A good rule of thumb
If you often dress very casually for work, start with how you would normally dress and take it one notch more formal. That means adding on a jacket, blazer, a button-down, or something to make you look a bit more put together.
If you often dress very formally, stick with how you usually dress. No need to dress down from what you would wear to any other outing. If you wear a suit to work and you’re interviewing for a similar role, dress in the same manner that you would as if you were going to work.
A study completed at Yale in 2014 used 128 men between the ages of 18 and 32 to test the effect that clothing had on sales. Those dressed poorly (in sweatpants and plastic sandals) averaged a theoretical profit of $680,000, while the group dressed in suits amassed an average profit of $2.1 million. The group dressed neutrally averaged a $1.58 million profit.

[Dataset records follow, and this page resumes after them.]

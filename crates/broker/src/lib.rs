//! Message broker for fulfillment events.
//!
//! Publishers send payloads to a topic exchange under a routing key; one
//! durable queue bound with a topic pattern feeds the fulfillment worker.
//! Delivery is at-least-once: every [`Delivery`] must be settled with
//! [`Delivery::ack`] or [`Delivery::reject`], and anything left unsettled
//! comes back marked as redelivered.
//!
//! - [`AmqpBroker`]: RabbitMQ via lapin
//! - [`InMemoryBroker`]: same routing and redelivery rules, for tests

pub mod amqp;
pub mod error;
pub mod memory;
pub mod topic;

use std::pin::Pin;
use std::sync::Arc;

use async_trait::async_trait;
use futures_core::Stream;

pub use amqp::{AmqpBroker, AmqpConfig};
pub use error::{BrokerError, Result};
pub use memory::InMemoryBroker;
pub use topic::topic_matches;

/// Stream of deliveries from the bound queue.
pub type DeliveryStream = Pin<Box<dyn Stream<Item = Result<Delivery>> + Send>>;

/// Interface to the order exchange and the fulfillment queue.
#[async_trait]
pub trait Broker: Send + Sync {
    /// Publishes a persistent message to the exchange.
    async fn publish(&self, routing_key: &str, payload: Vec<u8>) -> Result<()>;

    /// Starts consuming the bound queue.
    async fn consume(&self) -> Result<DeliveryStream>;
}

#[async_trait]
impl<T: Broker + ?Sized> Broker for Arc<T> {
    async fn publish(&self, routing_key: &str, payload: Vec<u8>) -> Result<()> {
        (**self).publish(routing_key, payload).await
    }

    async fn consume(&self) -> Result<DeliveryStream> {
        (**self).consume().await
    }
}

/// Settles one delivery with the broker.
#[async_trait]
pub trait Acknowledger: Send {
    async fn ack(self: Box<Self>) -> Result<()>;

    async fn reject(self: Box<Self>, requeue: bool) -> Result<()>;
}

/// A message handed to a consumer.
pub struct Delivery {
    pub payload: Vec<u8>,
    pub routing_key: String,
    /// True if this message was handed out before and not acknowledged.
    pub redelivered: bool,
    acker: Box<dyn Acknowledger>,
}

impl Delivery {
    pub fn new(
        payload: Vec<u8>,
        routing_key: impl Into<String>,
        redelivered: bool,
        acker: Box<dyn Acknowledger>,
    ) -> Self {
        Self {
            payload,
            routing_key: routing_key.into(),
            redelivered,
            acker,
        }
    }

    /// Removes the message from the queue.
    pub async fn ack(self) -> Result<()> {
        self.acker.ack().await
    }

    /// Rejects the message, optionally putting it back on the queue.
    pub async fn reject(self, requeue: bool) -> Result<()> {
        self.acker.reject(requeue).await
    }
}

impl std::fmt::Debug for Delivery {
    fn fmt(&self, f: &mut std::fmt::Formatter<'_>) -> std::fmt::Result {
        f.debug_struct("Delivery")
            .field("routing_key", &self.routing_key)
            .field("redelivered", &self.redelivered)
            .field("payload_len", &self.payload.len())
            .finish()
    }
}
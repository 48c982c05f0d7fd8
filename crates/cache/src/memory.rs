use std::collections::HashMap;
use std::sync::Arc;
use std::sync::atomic::{AtomicBool, Ordering};
use std::time::Duration;

use async_trait::async_trait;
use tokio::sync::RwLock;
use tokio::time::Instant;

use crate::{Cache, CacheError, Result};

/// In-memory cache with lazy expiry.
///
/// Expired entries are dropped when read and on every write. Expiry uses
/// tokio's clock, so tests can pause and advance time.
#[derive(Clone, Default)]
pub struct InMemoryCache {
    entries: Arc<RwLock<HashMap<String, (String, Instant)>>>,
    unavailable: Arc<AtomicBool>,
}

impl InMemoryCache {
    pub fn new() -> Self {
        Self::default()
    }

    /// Makes every call fail while set.
    pub fn set_unavailable(&self, unavailable: bool) {
        self.unavailable.store(unavailable, Ordering::SeqCst);
    }

    /// Number of live entries.
    pub async fn len(&self) -> usize {
        let now = Instant::now();
        self.entries
            .read()
            .await
            .values()
            .filter(|(_, expires_at)| *expires_at > now)
            .count()
    }

    pub async fn is_empty(&self) -> bool {
        self.len().await == 0
    }

    fn check_available(&self) -> Result<()> {
        if self.unavailable.load(Ordering::SeqCst) {
            return Err(CacheError::Unavailable);
        }
        Ok(())
    }
}

#[async_trait]
impl Cache for InMemoryCache {
    async fn get(&self, key: &str) -> Result<Option<String>> {
        self.check_available()?;
        let mut entries = self.entries.write().await;
        match entries.get(key) {
            Some((value, expires_at)) if *expires_at > Instant::now() => Ok(Some(value.clone())),
            Some(_) => {
                entries.remove(key);
                Ok(None)
            }
            None => Ok(None),
        }
    }

    async fn set(&self, key: &str, value: &str, ttl: Duration) -> Result<()> {
        self.check_available()?;
        let now = Instant::now();
        let mut entries = self.entries.write().await;
        entries.retain(|_, (_, expires_at)| *expires_at > now);
        entries.insert(key.to_string(), (value.to_string(), now + ttl));
        Ok(())
    }

    async fn delete(&self, key: &str) -> Result<()> {
        self.check_available()?;
        self.entries.write().await.remove(key);
        Ok(())
    }
}
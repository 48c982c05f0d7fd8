//! Stored order rows.

use chrono::{DateTime, Utc};
use common::{CustomerId, OrderId};
use serde::{Deserialize, Serialize};

use super::{OrderDetails, OrderStatus};
use crate::customer::Customer;

/// An order as recorded by the order store.
#[derive(Debug, Clone, PartialEq, Serialize, Deserialize)]
#[serde(rename_all = "camelCase")]
pub struct Order {
    pub id: OrderId,
    pub customer_id: CustomerId,
    pub status: OrderStatus,
    pub order_details: OrderDetails,
    pub created_at: DateTime<Utc>,
    pub updated_at: DateTime<Utc>,
}

/// An order joined with its owning customer.
///
/// This is the snapshot shape cached under `order:{id}` and returned by the
/// read path. The customer is optional because the join is a left join.
#[derive(Debug, Clone, PartialEq, Serialize, Deserialize)]
pub struct OrderWithCustomer {
    #[serde(flatten)]
    pub order: Order,
    pub customer: Option<Customer>,
}

impl OrderWithCustomer {
    /// Returns the customer name, if the customer is known.
    pub fn customer_name(&self) -> Option<&str> {
        self.customer.as_ref().map(|c| c.name.as_str())
    }
}
//! The fulfillment state machine and its consumer loop.

use std::time::Instant;

use broker::{Delivery, DeliveryStream};
use cache::Cache;
use common::OrderId;
use domain::{FulfillmentEvent, OrderStatus, ProcessingLog, ProcessingStep, StepStatus};
use futures_util::StreamExt;
use order_store::{OrderStore, OrderStoreExt, StoreError};
use search::{Reindexer, SearchIndex};
use tokio_util::sync::CancellationToken;
use tracing::{error, info, warn};

use crate::audit::AuditLog;
use crate::error::{FulfillmentError, Result};
use crate::payment::PaymentGateway;
use crate::steps;

/// What the worker does to the cached order snapshot when an order
/// reaches a terminal state.
#[derive(Debug, Clone, Copy, Default, PartialEq, Eq)]
pub enum CachePolicy {
    /// Leave the entry alone; it expires on its TTL.
    #[default]
    TtlOnly,
    /// Delete `order:{id}` after every terminal status write.
    InvalidateOnTransition,
}

/// How a single fulfillment event ended.
#[derive(Debug, Clone, PartialEq, Eq)]
pub enum Outcome {
    /// All steps succeeded; the order is `completed`.
    Completed,
    /// Payment failed; the order is `failed`.
    PaymentDeclined,
    /// A step failed unexpectedly; a `worker` error was logged and the
    /// order is `failed`.
    Aborted { reason: String },
    /// The order was already terminal; nothing was touched.
    AlreadyTerminal(OrderStatus),
    /// No such order.
    OrderMissing,
}

/// The last step a previous run recorded for an order still `processing`.
///
/// Successful checkpoints are ordered by pipeline position; a run resumes
/// with the first step past its checkpoint.
#[derive(Debug, Clone, PartialEq, Eq, PartialOrd, Ord)]
enum Checkpoint {
    Fresh,
    Validated,
    PaymentStarted,
    Paid,
    Invoiced,
    /// Payment was declined but the status write never landed.
    Declined,
    /// A worker error was recorded but the status write never landed.
    Crashed(String),
}

impl Checkpoint {
    fn from_trail(trail: &[ProcessingLog]) -> Self {
        let Some(last) = trail.last() else {
            return Checkpoint::Fresh;
        };
        match last.entry() {
            (ProcessingStep::Validation, StepStatus::Success) => Checkpoint::Validated,
            (ProcessingStep::Payment, StepStatus::Processing) => Checkpoint::PaymentStarted,
            (ProcessingStep::Payment, StepStatus::Success) => Checkpoint::Paid,
            (ProcessingStep::Payment, StepStatus::Error) => Checkpoint::Declined,
            (ProcessingStep::Invoice, StepStatus::Success) => Checkpoint::Invoiced,
            _ => Checkpoint::Crashed(last.log_message.clone()),
        }
    }
}

/// Drives orders through validation, payment and invoice.
///
/// The worker never trusts the event beyond the order id: every run starts
/// by re-reading the order, and an order that is already terminal is left
/// untouched. Status writes go through the store's conditional update, so
/// a late or duplicate run cannot move an order backwards.
pub struct FulfillmentWorker<S, I, P, C>
where
    S: OrderStore + Clone,
    I: SearchIndex,
    P: PaymentGateway,
    C: Cache,
{
    store: S,
    audit: AuditLog<S>,
    reindexer: Reindexer<S, I>,
    payment: P,
    cache: C,
    cache_policy: CachePolicy,
}

impl<S, I, P, C> FulfillmentWorker<S, I, P, C>
where
    S: OrderStore + Clone,
    I: SearchIndex,
    P: PaymentGateway,
    C: Cache,
{
    pub fn new(store: S, index: I, payment: P, cache: C) -> Self {
        Self {
            audit: AuditLog::new(store.clone()),
            reindexer: Reindexer::new(store.clone(), index),
            store,
            payment,
            cache,
            cache_policy: CachePolicy::default(),
        }
    }

    pub fn with_cache_policy(mut self, policy: CachePolicy) -> Self {
        self.cache_policy = policy;
        self
    }

    /// Processes one fulfillment event to completion.
    ///
    /// Business failures end in `Ok`: a declined payment or an unexpected
    /// step failure both leave the order `failed` with an audit trail. An
    /// `Err` means the failure could not even be recorded, and the message
    /// should be delivered again later.
    #[tracing::instrument(skip(self, event), fields(order_id = %event.order_id))]
    pub async fn handle(&self, event: FulfillmentEvent) -> Result<Outcome> {
        let order_id = event.order_id;
        let started = Instant::now();
        metrics::counter!("fulfillment_messages_total").increment(1);

        let outcome = match self.run_steps(order_id).await {
            Ok(outcome) => outcome,
            Err(e) => self.abort(order_id, e).await?,
        };

        match &outcome {
            Outcome::Completed => {
                metrics::counter!("fulfillment_completed_total").increment(1);
            }
            Outcome::PaymentDeclined | Outcome::Aborted { .. } => {
                metrics::counter!("fulfillment_failed_total").increment(1);
            }
            Outcome::AlreadyTerminal(_) | Outcome::OrderMissing => {
                metrics::counter!("fulfillment_skipped_total").increment(1);
            }
        }
        metrics::histogram!("fulfillment_duration_seconds")
            .record(started.elapsed().as_secs_f64());

        info!(?outcome, "fulfillment finished");
        Ok(outcome)
    }

    async fn run_steps(&self, order_id: OrderId) -> Result<Outcome> {
        let Some(order) = self.store.find_order(order_id).await? else {
            warn!("no such order, dropping event");
            return Ok(Outcome::OrderMissing);
        };

        if order.status.is_terminal() {
            info!(status = %order.status, "order already terminal, skipping");
            return Ok(Outcome::AlreadyTerminal(order.status));
        }

        let mut resumed = order.status == OrderStatus::Processing;
        if order.status == OrderStatus::Pending
            && !self
                .store
                .update_order_status(order_id, OrderStatus::Processing)
                .await?
        {
            let current = self.store.require_order(order_id).await?.status;
            if current.is_terminal() {
                info!(status = %current, "order finished concurrently, skipping");
                return Ok(Outcome::AlreadyTerminal(current));
            }
            resumed = true;
        }

        let checkpoint = if resumed {
            Checkpoint::from_trail(&self.store.processing_logs(order_id).await?)
        } else {
            Checkpoint::Fresh
        };
        if checkpoint != Checkpoint::Fresh {
            info!(?checkpoint, "resuming interrupted fulfillment");
        }

        match &checkpoint {
            Checkpoint::Declined => {
                self.finish(order_id, OrderStatus::Failed).await?;
                return Ok(Outcome::PaymentDeclined);
            }
            Checkpoint::Crashed(reason) => {
                self.finish(order_id, OrderStatus::Failed).await?;
                return Ok(Outcome::Aborted {
                    reason: reason.clone(),
                });
            }
            _ => {}
        }

        let amount = order
            .order_details
            .total()
            .map_err(FulfillmentError::Amount)?;

        // 1. Validation
        if checkpoint < Checkpoint::Validated {
            self.audit
                .record(
                    order_id,
                    ProcessingStep::Validation,
                    StepStatus::Success,
                    steps::MSG_VALIDATED,
                )
                .await?;
        }

        // 2. Payment
        if checkpoint < Checkpoint::PaymentStarted {
            self.audit
                .record(
                    order_id,
                    ProcessingStep::Payment,
                    StepStatus::Processing,
                    steps::MSG_PAYMENT_STARTED,
                )
                .await?;
        }

        if checkpoint < Checkpoint::Paid {
            match self.payment.charge(order_id, amount).await {
                Ok(receipt) => {
                    info!(payment_id = %receipt.payment_id, "payment approved");
                    self.audit
                        .record(
                            order_id,
                            ProcessingStep::Payment,
                            StepStatus::Success,
                            steps::MSG_PAYMENT_DONE,
                        )
                        .await?;
                }
                Err(e) => {
                    warn!(error = %e, "payment failed");
                    self.audit
                        .record(
                            order_id,
                            ProcessingStep::Payment,
                            StepStatus::Error,
                            steps::MSG_PAYMENT_FAILED,
                        )
                        .await?;
                    self.finish(order_id, OrderStatus::Failed).await?;
                    return Ok(Outcome::PaymentDeclined);
                }
            }
        }

        // 3. Invoice
        if checkpoint < Checkpoint::Invoiced {
            self.audit
                .record(
                    order_id,
                    ProcessingStep::Invoice,
                    StepStatus::Success,
                    steps::MSG_INVOICE_GENERATED,
                )
                .await?;
        }

        self.finish(order_id, OrderStatus::Completed).await?;
        Ok(Outcome::Completed)
    }

    /// Records an unexpected failure and fails the order.
    async fn abort(&self, order_id: OrderId, cause: FulfillmentError) -> Result<Outcome> {
        let reason = cause.to_string();
        error!(%order_id, error = %reason, "fulfillment step failed");

        match self
            .audit
            .record(order_id, ProcessingStep::Worker, StepStatus::Error, &reason)
            .await
        {
            Ok(_) => {}
            Err(FulfillmentError::Store(StoreError::OrderNotFound(_))) => {
                return Ok(Outcome::OrderMissing);
            }
            Err(e) => return Err(e),
        }

        self.finish(order_id, OrderStatus::Failed).await?;
        Ok(Outcome::Aborted { reason })
    }

    /// Writes a terminal status, then refreshes cache and search.
    async fn finish(&self, order_id: OrderId, status: OrderStatus) -> Result<()> {
        if !self.store.update_order_status(order_id, status).await? {
            warn!(%order_id, %status, "order already terminal, status left unchanged");
        }

        if self.cache_policy == CachePolicy::InvalidateOnTransition
            && let Err(e) = self.cache.delete(&order_id.cache_key()).await
        {
            warn!(%order_id, error = %e, "cache invalidation failed");
        }

        if let Err(e) = self.reindexer.reindex(order_id).await {
            warn!(%order_id, error = %e, "re-index failed");
        }
        Ok(())
    }

    /// Processes and settles one delivery.
    ///
    /// Undecodable payloads are rejected without requeue. A failure that
    /// could not be recorded is rejected with requeue. Everything else is
    /// acknowledged.
    pub async fn handle_delivery(&self, delivery: Delivery) -> Result<()> {
        let event = match FulfillmentEvent::from_bytes(&delivery.payload) {
            Ok(event) => event,
            Err(e) => {
                warn!(routing_key = %delivery.routing_key, error = %e, "rejecting undecodable message");
                delivery.reject(false).await?;
                return Ok(());
            }
        };

        if delivery.redelivered {
            info!(order_id = %event.order_id, "processing redelivered message");
        }

        match self.handle(event).await {
            Ok(_) => delivery.ack().await?,
            Err(e) => {
                error!(order_id = %event.order_id, error = %e, "could not record failure, requeueing");
                delivery.reject(true).await?;
            }
        }
        Ok(())
    }

    /// Consumes deliveries one at a time until `shutdown` is cancelled.
    ///
    /// A message already being processed runs to completion before the
    /// loop notices cancellation.
    pub async fn run(&self, mut deliveries: DeliveryStream, shutdown: CancellationToken) -> Result<()> {
        info!("fulfillment worker started");

        loop {
            tokio::select! {
                biased;

                _ = shutdown.cancelled() => {
                    info!("fulfillment worker shutting down");
                    break;
                }

                next = deliveries.next() => match next {
                    Some(Ok(delivery)) => {
                        if let Err(e) = self.handle_delivery(delivery).await {
                            error!(error = %e, "failed to settle delivery");
                        }
                    }
                    Some(Err(e)) => {
                        error!(error = %e, "delivery stream failed");
                        return Err(e.into());
                    }
                    None => return Err(FulfillmentError::StreamClosed),
                },
            }
        }

        info!("fulfillment worker stopped");
        Ok(())
    }
}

The bottom line is that even if you’re taking your virtual interview from home, you should still look professional.
Wrinkles are the enemy
Even if the work environment is casual, there’s nothing worse than a wrinkled outfit. The most expensive and formal clothing immediately looks terrible when covered in wrinkles. On the flip side, a simple t-shirt and jeans look much more put together when clean and pressed.
If you don’t like to iron, (I hate to iron) get yourself a little steamer. Coming to your virtual interview in wrinkle-free clothing is an easy way to ensure that you don’t look like you just rolled out of bed.